Le monde est plein de gens qui condamnent, par exemple, les privilèges exclusifs, mais qui croient qu’il y a certaines denrées sur lesquelles ils sont nécessaires, et cette exception est ordinairement fondée sur un intérêt personnel, ou sur celui de quelques particuliers avec lesquels on est lié. C’est ainsi que la plus grande partie des hommes est naturellement portée aux principes doux de la liberté du commerce. Mais presque tous, soit par intérêt, soit par routine, soit par séduction, y mettent quelques petites modifications ou exceptions.

M. de Gournay, en se refusant à chaque exception en particulier, avait pour lui la pluralité des voix ; mais en se refusant à toutes à la fois, il élevait contre lui toutes les voix qui voulaient chacune une exception, quoiqu’elles ne se réunissent pas sur la sorte d’exception qu’elles désiraient, et il en résultait contre ses principes une fausse unanimité, et contre sa personne une imputation presque générale du titre d’homme à système.

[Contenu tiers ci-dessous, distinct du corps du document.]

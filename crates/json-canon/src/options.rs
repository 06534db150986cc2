//! Caller configuration: indentation, property replacer and key sorter.
//!
//! Callbacks get their context as explicit arguments. A replacer sees the
//! enclosing object, the property, its nesting level and its full key path.
//! A sorter sees the object being sorted, its level and its own key path.

use std::cmp::Ordering;
use std::fmt;

use crate::indent::Indent;
use crate::value::{Object, Value};

/// One object property, as presented to a replacer.
#[derive(Debug, Clone, Copy)]
pub struct Property<'a> {
    /// The object the property belongs to, for sibling lookups.
    pub object: &'a Object,
    pub key: &'a str,
    /// `None` when the property is bound to the absent marker.
    pub value: Option<&'a Value>,
    /// Nesting level of the property; the root object's properties are at 1.
    pub level: usize,
    /// Path to the property, e.g. `.node2.objects[0].key`.
    pub key_path: &'a str,
}

/// The object whose keys are being sorted.
#[derive(Debug, Clone, Copy)]
pub struct Scope<'a> {
    pub object: &'a Object,
    /// Same level its properties are reported at.
    pub level: usize,
    /// Path to the object itself (empty for the root).
    pub key_path: &'a str,
}

/// What a replacer wants done with a property.
#[derive(Debug, Clone, PartialEq)]
pub enum Replacement {
    /// Emit the original value. An absent original stays absent.
    Keep,
    /// Drop the property.
    Omit,
    /// Emit this value instead.
    With(Value),
}

impl From<Option<Value>> for Replacement {
    fn from(value: Option<Value>) -> Self {
        match value {
            Some(v) => Replacement::With(v),
            None => Replacement::Omit,
        }
    }
}

pub type Replacer<'a> = Box<dyn Fn(&Property<'_>) -> Replacement + 'a>;
pub type Sorter<'a> = Box<dyn Fn(&str, &str, &Scope<'_>) -> Ordering + 'a>;

/// Byte-lexicographic ascending order, the default.
pub fn default_sorter(a: &str, b: &str, _scope: &Scope<'_>) -> Ordering {
    a.cmp(b)
}

/// Options for [`canonicalize`](crate::canonicalize) and
/// [`digest`](crate::digest).
///
/// # Example
///
/// ```
/// use json_canon::{canonicalize_to_string, CanonicalOptions, Indent, Object, Replacement, Value};
///
/// let value = Value::from(Object::new().with("b", 1).with("a", 2).with("secret", "x"));
/// let options = CanonicalOptions::new()
///     .indent(Indent::Compact)
///     .replacer(|prop| if prop.key == "secret" { Replacement::Omit } else { Replacement::Keep })
///     .sorter(|a, b, _| b.cmp(a));
/// assert_eq!(canonicalize_to_string(&value, &options).unwrap(), r#"{"b":1,"a":2}"#);
/// ```
#[derive(Default)]
pub struct CanonicalOptions<'a> {
    pub(crate) indent: Indent,
    pub(crate) replacer: Option<Replacer<'a>>,
    pub(crate) sorter: Option<Sorter<'a>>,
}

impl<'a> CanonicalOptions<'a> {
    pub fn new() -> Self {
        Self::default()
    }

    pub fn indent(mut self, indent: impl Into<Indent>) -> Self {
        self.indent = indent.into();
        self
    }

    pub fn replacer<F>(mut self, replacer: F) -> Self
    where
        F: Fn(&Property<'_>) -> Replacement + 'a,
    {
        self.replacer = Some(Box::new(replacer));
        self
    }

    pub fn sorter<F>(mut self, sorter: F) -> Self
    where
        F: Fn(&str, &str, &Scope<'_>) -> Ordering + 'a,
    {
        self.sorter = Some(Box::new(sorter));
        self
    }

    pub fn get_indent(&self) -> &Indent {
        &self.indent
    }

    pub fn has_replacer(&self) -> bool {
        self.replacer.is_some()
    }

    pub fn has_sorter(&self) -> bool {
        self.sorter.is_some()
    }

    pub(crate) fn replace(&self, prop: &Property<'_>) -> Replacement {
        match &self.replacer {
            Some(replacer) => replacer(prop),
            None => Replacement::Keep,
        }
    }

    pub(crate) fn compare(&self, a: &str, b: &str, scope: &Scope<'_>) -> Ordering {
        match &self.sorter {
            Some(sorter) => sorter(a, b, scope),
            None => default_sorter(a, b, scope),
        }
    }
}

impl fmt::Debug for CanonicalOptions<'_> {
    fn fmt(&self, f: &mut fmt::Formatter<'_>) -> fmt::Result {
        f.debug_struct("CanonicalOptions")
            .field("indent", &self.indent)
            .field("replacer", &self.replacer.as_ref().map(|_| "<fn>"))
            .field("sorter", &self.sorter.as_ref().map(|_| "<fn>"))
            .finish()
    }
}

#[cfg(test)]
mod tests {
    use super::*;

    #[test]
    fn defaults() {
        let options = CanonicalOptions::default();
        assert_eq!(options.get_indent(), &Indent::Compact);
        assert!(!options.has_replacer());
        assert!(!options.has_sorter());
    }

    #[test]
    fn default_sorter_is_bytewise() {
        let obj = Object::new();
        let scope = Scope {
            object: &obj,
            level: 1,
            key_path: "",
        };
        assert_eq!(default_sorter("B", "a", &scope), Ordering::Less);
        assert_eq!(default_sorter("int", "intArray", &scope), Ordering::Less);
        assert_eq!(default_sorter("é", "z", &scope), Ordering::Greater);
    }

    #[test]
    fn replacement_from_option() {
        assert_eq!(Replacement::from(None), Replacement::Omit);
        assert_eq!(
            Replacement::from(Some(Value::Null)),
            Replacement::With(Value::Null)
        );
    }

    #[test]
    fn debug_hides_closures() {
        let options = CanonicalOptions::new().indent(Indent::spaces(2)).sorter(|a, b, _| b.cmp(a));
        let text = format!("{options:?}");
        assert!(text.contains("Spaces(2)"));
        assert!(text.contains("<fn>"));
    }
}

Cette imputation était saisie comme un mot de ralliement par ceux que l’envie, ou l’attachement trop acre à leur opinion, rendait ses adversaires, et leur servait de prétexte pour lui opposer un vain fantôme d’unanimité comme un corps formidable, dont tout homme moins zélé que lui pour le bien public, ou moins indifférent sur ses propres intérêts, aurait été effrayé.

La contradiction ne faisait qu’exciter son courage. Il savait qu’en annonçant moins ouvertement l’universalité de ses principes, en n’avouant pas toutes les conséquences éloignées qui en dérivaient, en se prêtant à quelques modifications légères, il aurait évité ce titre si redouté d’homme à système, et aurait échappé aux préventions qu’on s’efforçait de répandre contre lui. Mais il croyait utile que les principes fussent développés dans toute leur étendue, il voulait que la nation s’instruisît ; et elle ne pouvait être instruite que par l’exposition la plus claire de la vérité. Il pensait que ces ménagements ne seraient utiles qu’à lui, et il se comptait pour rien.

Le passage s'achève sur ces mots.